Die großen Wirtschaftsräume wollen vielleicht diese Abschottung in Europa, um möglicherweise auch Wohlstand zu verlagern, zum Beispiel nach Indien oder China. Vielleicht ist es aus globaler Sicht sogar richtig, dass sich der Wohlstand verlagert. Aber will ich das? Will ich in einem Land sein, das am absteigenden Ast ist? Natürlich ist man egoistisch und will den Wohlstand als Österreicher, Deutscher, Europäer hier halten.
Aber es passiert. Und wenn es weiter passiert, dann ist über die Jahre die soziale Sicherheit gefährdet und dann stehen uns Jahre bevor, die mir persönlich Angst machen. So wie die Sozialen Medien, mit denen wir begonnen haben. Die fangen an, mir Angst zu machen.

trend: Es bleibt also die Digitalisierung als die große Unbekannte, mit der Ängste geschürt werden.
Bierwirth: Man hat ja gelernt, rechts und links zu denken: Der Arbeiter links, der Unternehmer rechts, der Liberale rechts, der eher Organisierte Links. Diese Einteilungen verschwinden. Leute gehen von ganz rechts nach ganz links. Von einem extremen Lager in das nächste. Da werden Bocksprünge gemacht, ohne dass man sich mit Inhalten auseinandersetzt. Nur in der Mitte will niemand sein.
In den USA hat der kleine Mann Trump gewählt, um dagegen zu sein. Um das System herauszufordern. Die eigentlichen Inhalte dahinter waren völlig uninteressant. Man wollte das System in die Knie bringen.

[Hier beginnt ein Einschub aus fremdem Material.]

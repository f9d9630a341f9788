//! Choosing what to practice next.

pub mod difficulty;
pub mod selector;

pub use difficulty::{DifficultyEstimator, RankMode};
pub use selector::{next_text, selector_for, welcome_text, SelectMethod, TextSelector};
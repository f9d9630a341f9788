//! Turning prose and word lists into practice texts.

pub mod drill;
pub mod packing;
pub mod sentences;

pub use drill::{generate_drill, plain_lessons, review_text, DrillOptions, Mix};
pub use packing::{mine_lessons, pack_lessons, LessonPacker, Piece};
pub use sentences::{paragraphs, split_sentences, SentenceSplitter};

Da sind auch die Medien in der Verantwortung. Die schreiben ja auch gerne über das Negative. Das ist populärer, da wird mehr verkauft. Wir müssen alle aus dem Sumpf herauskommen, denn so steuern wir uns alle an die Wand und hinterher wissen wir nicht mehr, wer schuld ist, weil es ein Kollektivversagen war.